--- SUPPLIED DATA ---

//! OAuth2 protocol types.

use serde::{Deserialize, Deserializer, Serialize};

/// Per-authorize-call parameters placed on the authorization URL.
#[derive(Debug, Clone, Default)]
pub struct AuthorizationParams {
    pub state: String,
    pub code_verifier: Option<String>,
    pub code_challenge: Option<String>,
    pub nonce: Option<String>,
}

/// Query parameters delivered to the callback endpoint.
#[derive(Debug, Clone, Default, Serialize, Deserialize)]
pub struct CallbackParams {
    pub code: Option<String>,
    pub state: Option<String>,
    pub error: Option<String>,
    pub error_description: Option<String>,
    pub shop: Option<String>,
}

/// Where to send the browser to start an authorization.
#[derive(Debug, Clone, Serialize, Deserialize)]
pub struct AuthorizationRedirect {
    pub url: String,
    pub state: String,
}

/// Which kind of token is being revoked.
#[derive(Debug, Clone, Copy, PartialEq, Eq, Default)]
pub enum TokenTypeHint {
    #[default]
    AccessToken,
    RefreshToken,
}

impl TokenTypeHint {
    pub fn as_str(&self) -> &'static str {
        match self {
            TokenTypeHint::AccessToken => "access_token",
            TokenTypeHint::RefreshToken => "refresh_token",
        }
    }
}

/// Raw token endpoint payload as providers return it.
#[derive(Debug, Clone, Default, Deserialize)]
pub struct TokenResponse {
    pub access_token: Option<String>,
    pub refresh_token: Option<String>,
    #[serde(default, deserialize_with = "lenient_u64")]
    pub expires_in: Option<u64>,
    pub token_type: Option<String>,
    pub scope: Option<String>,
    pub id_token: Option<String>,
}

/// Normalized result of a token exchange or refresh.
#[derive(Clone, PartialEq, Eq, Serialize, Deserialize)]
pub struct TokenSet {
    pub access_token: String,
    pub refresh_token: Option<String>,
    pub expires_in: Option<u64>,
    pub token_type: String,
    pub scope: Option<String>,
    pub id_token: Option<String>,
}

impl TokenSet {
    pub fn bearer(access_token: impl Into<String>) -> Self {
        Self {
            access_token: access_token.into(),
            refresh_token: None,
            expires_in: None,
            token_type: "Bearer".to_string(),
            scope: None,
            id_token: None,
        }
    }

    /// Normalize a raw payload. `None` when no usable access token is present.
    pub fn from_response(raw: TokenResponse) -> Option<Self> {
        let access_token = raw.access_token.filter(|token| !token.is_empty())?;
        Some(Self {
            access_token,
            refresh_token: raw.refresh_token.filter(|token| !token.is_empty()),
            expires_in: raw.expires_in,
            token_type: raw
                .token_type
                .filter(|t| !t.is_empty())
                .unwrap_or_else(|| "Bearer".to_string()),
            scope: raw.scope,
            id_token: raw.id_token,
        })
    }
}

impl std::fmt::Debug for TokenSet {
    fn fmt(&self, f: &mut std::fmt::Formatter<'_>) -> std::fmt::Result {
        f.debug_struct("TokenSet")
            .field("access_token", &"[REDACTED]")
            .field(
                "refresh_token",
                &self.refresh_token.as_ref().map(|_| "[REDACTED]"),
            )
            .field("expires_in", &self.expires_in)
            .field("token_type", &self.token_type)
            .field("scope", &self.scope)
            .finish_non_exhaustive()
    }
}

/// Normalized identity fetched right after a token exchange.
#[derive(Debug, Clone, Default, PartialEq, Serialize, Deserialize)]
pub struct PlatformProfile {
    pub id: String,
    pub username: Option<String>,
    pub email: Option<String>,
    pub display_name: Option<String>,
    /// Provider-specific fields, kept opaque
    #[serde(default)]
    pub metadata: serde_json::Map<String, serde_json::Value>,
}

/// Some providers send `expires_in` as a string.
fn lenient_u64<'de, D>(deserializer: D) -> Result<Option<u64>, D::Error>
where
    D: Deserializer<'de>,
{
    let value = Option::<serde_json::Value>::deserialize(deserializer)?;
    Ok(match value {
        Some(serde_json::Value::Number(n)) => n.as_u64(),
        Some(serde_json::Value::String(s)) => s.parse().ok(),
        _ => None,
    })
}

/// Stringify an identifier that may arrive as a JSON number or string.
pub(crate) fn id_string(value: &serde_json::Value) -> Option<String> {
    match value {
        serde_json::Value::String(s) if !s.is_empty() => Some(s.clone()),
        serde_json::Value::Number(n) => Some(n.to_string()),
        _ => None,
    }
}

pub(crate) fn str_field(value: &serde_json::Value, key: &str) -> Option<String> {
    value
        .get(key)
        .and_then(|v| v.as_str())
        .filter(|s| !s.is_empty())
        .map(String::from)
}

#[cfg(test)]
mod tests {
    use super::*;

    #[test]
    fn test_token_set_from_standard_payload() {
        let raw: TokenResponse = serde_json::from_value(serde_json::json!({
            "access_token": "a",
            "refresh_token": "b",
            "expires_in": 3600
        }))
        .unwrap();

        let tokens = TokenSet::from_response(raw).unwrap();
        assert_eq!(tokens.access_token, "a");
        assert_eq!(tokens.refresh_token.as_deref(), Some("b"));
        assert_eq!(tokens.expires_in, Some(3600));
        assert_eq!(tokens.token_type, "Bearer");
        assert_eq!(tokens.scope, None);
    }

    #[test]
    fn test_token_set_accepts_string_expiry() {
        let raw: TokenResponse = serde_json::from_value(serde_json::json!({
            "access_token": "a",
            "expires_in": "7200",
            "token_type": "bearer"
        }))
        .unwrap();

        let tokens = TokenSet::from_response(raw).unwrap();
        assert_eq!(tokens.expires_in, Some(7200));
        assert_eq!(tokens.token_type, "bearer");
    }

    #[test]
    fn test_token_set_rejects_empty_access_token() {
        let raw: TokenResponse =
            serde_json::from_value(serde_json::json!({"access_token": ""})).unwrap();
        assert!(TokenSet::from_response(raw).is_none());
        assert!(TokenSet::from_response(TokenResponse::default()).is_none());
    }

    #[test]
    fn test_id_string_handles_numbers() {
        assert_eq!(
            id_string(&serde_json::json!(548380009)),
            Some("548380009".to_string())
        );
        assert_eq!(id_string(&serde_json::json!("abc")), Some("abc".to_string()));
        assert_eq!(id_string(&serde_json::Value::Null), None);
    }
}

---

WHAT IS NEEDED » Exactly reproduce every line of the data above.

EXERCISE RESPONSE »
//! OAuth2 protocol types.

use serde::{Deserialize, Deserializer, Serialize};

/// Per-authorize-call parameters placed on the authorization URL.
#[derive(Debug, Clone, Default)]
pub struct AuthorizationParams {
    pub state: String,
    pub code_verifier: Option<String>,
    pub code_challenge: Option<String>,
    pub nonce: Option<String>,
}

/// Query parameters delivered to the callback endpoint.
#[derive(Debug, Clone, Default, Serialize, Deserialize)]
pub struct CallbackParams {
    pub code: Option<String>,
    pub state: Option<String>,
    pub error: Option<String>,
    pub error_description: Option<String>,
    pub shop: Option<String>,
}

/// Where to send the browser to start an authorization.
#[derive(Debug, Clone, Serialize, Deserialize)]
pub struct AuthorizationRedirect {
    pub url: String,
    pub state: String,
}

/// Which kind of token is being revoked.
#[derive(Debug, Clone, Copy, PartialEq, Eq, Default)]
pub enum TokenTypeHint {
    #[default]
    AccessToken,
    RefreshToken,
}

impl TokenTypeHint {
    pub fn as_str(&self) -> &'static str {
        match self {
            TokenTypeHint::AccessToken => "access_token",
            TokenTypeHint::RefreshToken => "refresh_token",
        }
    }
}

/// Raw token endpoint payload as providers return it.
#[derive(Debug, Clone, Default, Deserialize)]
pub struct TokenResponse {
    pub access_token: Option<String>,
    pub refresh_token: Option<String>,
    #[serde(default, deserialize_with = "lenient_u64")]
    pub expires_in: Option<u64>,
    pub token_type: Option<String>,
    pub scope: Option<String>,
    pub id_token: Option<String>,
}

/// Normalized result of a token exchange or refresh.
#[derive(Clone, PartialEq, Eq, Serialize, Deserialize)]
pub struct TokenSet {
    pub access_token: String,
    pub refresh_token: Option<String>,
    pub expires_in: Option<u64>,
    pub token_type: String,
    pub scope: Option<String>,
    pub id_token: Option<String>,
}

impl TokenSet {
    pub fn bearer(access_token: impl Into<String>) -> Self {
        Self {
            access_token: access_token.into(),
            refresh_token: None,
            expires_in: None,
            token_type: "Bearer".to_string(),
            scope: None,
            id_token: None,
        }
    }

    /// Normalize a raw payload. `None` when no usable access token is present.
    pub fn from_response(raw: TokenResponse) -> Option<Self> {
        let access_token = raw.access_token.filter(|token| !token.is_empty())?;
        Some(Self {
            access_token,
            refresh_token: raw.refresh_token.filter(|token| !token.is_empty()),
            expires_in: raw.expires_in,
            token_type: raw
                .token_type
                .filter(|t| !t.is_empty())
                .unwrap_or_else(|| "Bearer".to_string()),
            scope: raw.scope,
            id_token: raw.id_token,
        })
    }
}

impl std::fmt::Debug for TokenSet {
    fn fmt(&self, f: &mut std::fmt::Formatter<'_>) -> std::fmt::Result {
        f.debug_struct("TokenSet")
            .field("access_token", &"[REDACTED]")
            .field(
                "refresh_token",
                &self.refresh_token.as_ref().map(|_| "[REDACTED]"),
            )
            .field("expires_in", &self.expires_in)
            .field("token_type", &self.token_type)
            .field("scope", &self.scope)
            .finish_non_exhaustive()
    }
}

/// Normalized identity fetched right after a token exchange.
#[derive(Debug, Clone, Default, PartialEq, Serialize, Deserialize)]
pub struct PlatformProfile {
    pub id: String,
    pub username: Option<String>,
    pub email: Option<String>,
    pub display_name: Option<String>,
    /// Provider-specific fields, kept opaque
    #[serde(default)]
    pub metadata: serde_json::Map<String, serde_json::Value>,
}

/// Some providers send `expires_in` as a string.
fn lenient_u64<'de, D>(deserializer: D) -> Result<Option<u64>, D::Error>
where
    D: Deserializer<'de>,
{
    let value = Option::<serde_json::Value>::deserialize(deserializer)?;
    Ok(match value {
        Some(serde_json::Value::Number(n)) => n.as_u64(),
        Some(serde_json::Value::String(s)) => s.parse().ok(),
        _ => None,
    })
}

/// Stringify an identifier that may arrive as a JSON number or string.
pub(crate) fn id_string(value: &serde_json::Value) -> Option<String> {
    match value {
        serde_json::Value::String(s) if !s.is_empty() => Some(s.clone()),
        serde_json::Value::Number(n) => Some(n.to_string()),
        _ => None,
    }
}

pub(crate) fn str_field(value: &serde_json::Value, key: &str) -> Option<String> {
    value
        .get(key)
        .and_then(|v| v.as_str())
        .filter(|s| !s.is_empty())
        .map(String::from)
}

#[cfg(test)]
mod tests {
    use super::*;

    #[test]
    fn test_token_set_from_standard_payload() {
        let raw: TokenResponse = serde_json::from_value(serde_json::json!({
            "access_token": "a",
            "refresh_token": "b",
            "expires_in": 3600
        }))
        .unwrap();

        let tokens = TokenSet::from_response(raw).unwrap();
        assert_eq!(tokens.access_token, "a");
        assert_eq!(tokens.refresh_token.as_deref(), Some("b"));
        assert_eq!(tokens.expires_in, Some(3600));
        assert_eq!(tokens.token_type, "Bearer");
        assert_eq!(tokens.scope, None);
    }

    #[test]
    fn test_token_set_accepts_string_expiry() {
        let raw: TokenResponse = serde_json::from_value(serde_json::json!({
            "access_token": "a",
            "expires_in": "7200",
            "token_type": "bearer"
        }))
        .unwrap();

        let tokens = TokenSet::from_response(raw).unwrap();
        assert_eq!(tokens.expires_in, Some(7200));
        assert_eq!(tokens.token_type, "bearer");
    }

    #[test]
    fn test_token_set_rejects_empty_access_token() {
        let raw: TokenResponse =
            serde_json::from_value(serde_json::json!({"access_token": ""})).unwrap();
        assert!(TokenSet::from_response(raw).is_none());
        assert!(TokenSet::from_response(TokenResponse::default()).is_none());
    }

    #[test]
    fn test_id_string_handles_numbers() {
        assert_eq!(
            id_string(&serde_json::json!(548380009)),
            Some("548380009".to_string())
        );
        assert_eq!(id_string(&serde_json::json!("abc")), Some("abc".to_string()));
        assert_eq!(id_string(&serde_json::Value::Null), None);
    }
}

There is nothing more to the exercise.